The records appear below. Copy each one exactly.

#####

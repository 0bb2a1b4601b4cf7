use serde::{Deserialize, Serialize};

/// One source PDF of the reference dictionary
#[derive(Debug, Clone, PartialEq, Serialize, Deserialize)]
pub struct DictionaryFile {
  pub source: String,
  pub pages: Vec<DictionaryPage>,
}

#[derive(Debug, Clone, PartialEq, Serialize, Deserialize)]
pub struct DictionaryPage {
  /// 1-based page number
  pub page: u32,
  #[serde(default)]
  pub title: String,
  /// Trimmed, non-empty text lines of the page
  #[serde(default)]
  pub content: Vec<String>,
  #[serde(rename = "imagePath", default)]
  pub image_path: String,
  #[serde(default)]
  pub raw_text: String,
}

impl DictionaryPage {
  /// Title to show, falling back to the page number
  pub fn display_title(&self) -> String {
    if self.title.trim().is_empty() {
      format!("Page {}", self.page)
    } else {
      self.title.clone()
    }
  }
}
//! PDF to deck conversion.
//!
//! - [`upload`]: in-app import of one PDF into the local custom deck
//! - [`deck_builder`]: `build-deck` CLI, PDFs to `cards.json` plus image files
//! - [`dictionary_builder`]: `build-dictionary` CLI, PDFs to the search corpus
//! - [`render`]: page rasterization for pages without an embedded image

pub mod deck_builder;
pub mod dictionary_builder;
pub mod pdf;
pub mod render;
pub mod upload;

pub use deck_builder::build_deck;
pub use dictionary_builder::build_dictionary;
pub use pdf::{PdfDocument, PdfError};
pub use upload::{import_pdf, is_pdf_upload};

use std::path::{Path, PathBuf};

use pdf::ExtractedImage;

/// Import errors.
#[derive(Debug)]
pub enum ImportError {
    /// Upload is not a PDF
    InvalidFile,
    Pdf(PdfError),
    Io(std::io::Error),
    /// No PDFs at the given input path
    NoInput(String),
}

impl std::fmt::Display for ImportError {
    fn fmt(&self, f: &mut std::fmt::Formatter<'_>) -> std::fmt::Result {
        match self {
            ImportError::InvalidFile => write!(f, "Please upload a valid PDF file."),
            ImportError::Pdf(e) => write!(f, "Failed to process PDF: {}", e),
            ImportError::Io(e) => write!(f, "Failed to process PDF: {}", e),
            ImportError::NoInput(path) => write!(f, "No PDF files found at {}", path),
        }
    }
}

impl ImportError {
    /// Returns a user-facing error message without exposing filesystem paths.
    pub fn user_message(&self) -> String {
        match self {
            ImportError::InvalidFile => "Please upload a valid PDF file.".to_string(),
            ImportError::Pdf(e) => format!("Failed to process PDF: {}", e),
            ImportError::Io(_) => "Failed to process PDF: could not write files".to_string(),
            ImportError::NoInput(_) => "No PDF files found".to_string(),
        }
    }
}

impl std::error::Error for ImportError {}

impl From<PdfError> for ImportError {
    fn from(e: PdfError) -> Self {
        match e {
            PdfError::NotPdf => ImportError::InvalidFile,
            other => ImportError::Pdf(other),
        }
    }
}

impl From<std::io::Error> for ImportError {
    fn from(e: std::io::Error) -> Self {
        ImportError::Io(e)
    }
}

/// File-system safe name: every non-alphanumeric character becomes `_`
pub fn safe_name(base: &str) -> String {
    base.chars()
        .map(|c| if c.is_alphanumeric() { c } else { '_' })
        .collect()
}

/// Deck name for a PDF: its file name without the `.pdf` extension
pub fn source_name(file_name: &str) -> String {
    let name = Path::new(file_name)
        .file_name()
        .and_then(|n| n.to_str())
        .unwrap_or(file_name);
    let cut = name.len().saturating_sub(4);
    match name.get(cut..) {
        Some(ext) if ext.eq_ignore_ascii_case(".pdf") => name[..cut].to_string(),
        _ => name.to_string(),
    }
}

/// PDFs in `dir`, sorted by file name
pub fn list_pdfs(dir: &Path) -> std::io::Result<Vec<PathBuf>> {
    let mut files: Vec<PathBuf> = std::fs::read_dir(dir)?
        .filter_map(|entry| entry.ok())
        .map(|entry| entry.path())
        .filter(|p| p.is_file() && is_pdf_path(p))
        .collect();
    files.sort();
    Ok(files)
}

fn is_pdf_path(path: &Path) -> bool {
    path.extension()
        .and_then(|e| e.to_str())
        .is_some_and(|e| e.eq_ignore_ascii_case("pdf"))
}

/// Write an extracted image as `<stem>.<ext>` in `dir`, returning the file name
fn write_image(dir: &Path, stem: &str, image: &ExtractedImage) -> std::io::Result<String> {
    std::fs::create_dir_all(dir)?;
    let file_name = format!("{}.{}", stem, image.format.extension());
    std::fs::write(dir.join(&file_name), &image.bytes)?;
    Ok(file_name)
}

#####

COMPLETED TASK —
repository 0bb2a1b4601b4cf7
use serde::{Deserialize, Serialize};

/// One source PDF of the reference dictionary
#[derive(Debug, Clone, PartialEq, Serialize, Deserialize)]
pub struct DictionaryFile {
  pub source: String,
  pub pages: Vec<DictionaryPage>,
}

#[derive(Debug, Clone, PartialEq, Serialize, Deserialize)]
pub struct DictionaryPage {
  /// 1-based page number
  pub page: u32,
  #[serde(default)]
  pub title: String,
  /// Trimmed, non-empty text lines of the page
  #[serde(default)]
  pub content: Vec<String>,
  #[serde(rename = "imagePath", default)]
  pub image_path: String,
  #[serde(default)]
  pub raw_text: String,
}

impl DictionaryPage {
  /// Title to show, falling back to the page number
  pub fn display_title(&self) -> String {
    if self.title.trim().is_empty() {
      format!("Page {}", self.page)
    } else {
      self.title.clone()
    }
  }
}
//! PDF to deck conversion.
//!
//! - [`upload`]: in-app import of one PDF into the local custom deck
//! - [`deck_builder`]: `build-deck` CLI, PDFs to `cards.json` plus image files
//! - [`dictionary_builder`]: `build-dictionary` CLI, PDFs to the search corpus
//! - [`render`]: page rasterization for pages without an embedded image

pub mod deck_builder;
pub mod dictionary_builder;
pub mod pdf;
pub mod render;
pub mod upload;

pub use deck_builder::build_deck;
pub use dictionary_builder::build_dictionary;
pub use pdf::{PdfDocument, PdfError};
pub use upload::{import_pdf, is_pdf_upload};

use std::path::{Path, PathBuf};

use pdf::ExtractedImage;

/// Import errors.
#[derive(Debug)]
pub enum ImportError {
    /// Upload is not a PDF
    InvalidFile,
    Pdf(PdfError),
    Io(std::io::Error),
    /// No PDFs at the given input path
    NoInput(String),
}

impl std::fmt::Display for ImportError {
    fn fmt(&self, f: &mut std::fmt::Formatter<'_>) -> std::fmt::Result {
        match self {
            ImportError::InvalidFile => write!(f, "Please upload a valid PDF file."),
            ImportError::Pdf(e) => write!(f, "Failed to process PDF: {}", e),
            ImportError::Io(e) => write!(f, "Failed to process PDF: {}", e),
            ImportError::NoInput(path) => write!(f, "No PDF files found at {}", path),
        }
    }
}

impl ImportError {
    /// Returns a user-facing error message without exposing filesystem paths.
    pub fn user_message(&self) -> String {
        match self {
            ImportError::InvalidFile => "Please upload a valid PDF file.".to_string(),
            ImportError::Pdf(e) => format!("Failed to process PDF: {}", e),
            ImportError::Io(_) => "Failed to process PDF: could not write files".to_string(),
            ImportError::NoInput(_) => "No PDF files found".to_string(),
        }
    }
}

impl std::error::Error for ImportError {}

impl From<PdfError> for ImportError {
    fn from(e: PdfError) -> Self {
        match e {
            PdfError::NotPdf => ImportError::InvalidFile,
            other => ImportError::Pdf(other),
        }
    }
}

impl From<std::io::Error> for ImportError {
    fn from(e: std::io::Error) -> Self {
        ImportError::Io(e)
    }
}

/// File-system safe name: every non-alphanumeric character becomes `_`
pub fn safe_name(base: &str) -> String {
    base.chars()
        .map(|c| if c.is_alphanumeric() { c } else { '_' })
        .collect()
}

/// Deck name for a PDF: its file name without the `.pdf` extension
pub fn source_name(file_name: &str) -> String {
    let name = Path::new(file_name)
        .file_name()
        .and_then(|n| n.to_str())
        .unwrap_or(file_name);
    let cut = name.len().saturating_sub(4);
    match name.get(cut..) {
        Some(ext) if ext.eq_ignore_ascii_case(".pdf") => name[..cut].to_string(),
        _ => name.to_string(),
    }
}

/// PDFs in `dir`, sorted by file name
pub fn list_pdfs(dir: &Path) -> std::io::Result<Vec<PathBuf>> {
    let mut files: Vec<PathBuf> = std::fs::read_dir(dir)?
        .filter_map(|entry| entry.ok())
        .map(|entry| entry.path())
        .filter(|p| p.is_file() && is_pdf_path(p))
        .collect();
    files.sort();
    Ok(files)
}

fn is_pdf_path(path: &Path) -> bool {
    path.extension()
        .and_then(|e| e.to_str())
        .is_some_and(|e| e.eq_ignore_ascii_case("pdf"))
}

/// Write an extracted image as `<stem>.<ext>` in `dir`, returning the file name
fn write_image(dir: &Path, stem: &str, image: &ExtractedImage) -> std::io::Result<String> {
    std::fs::create_dir_all(dir)?;
    let file_name = format!("{}.{}", stem, image.format.extension());
    std::fs::write(dir.join(&file_name), &image.bytes)?;
    Ok(file_name)
}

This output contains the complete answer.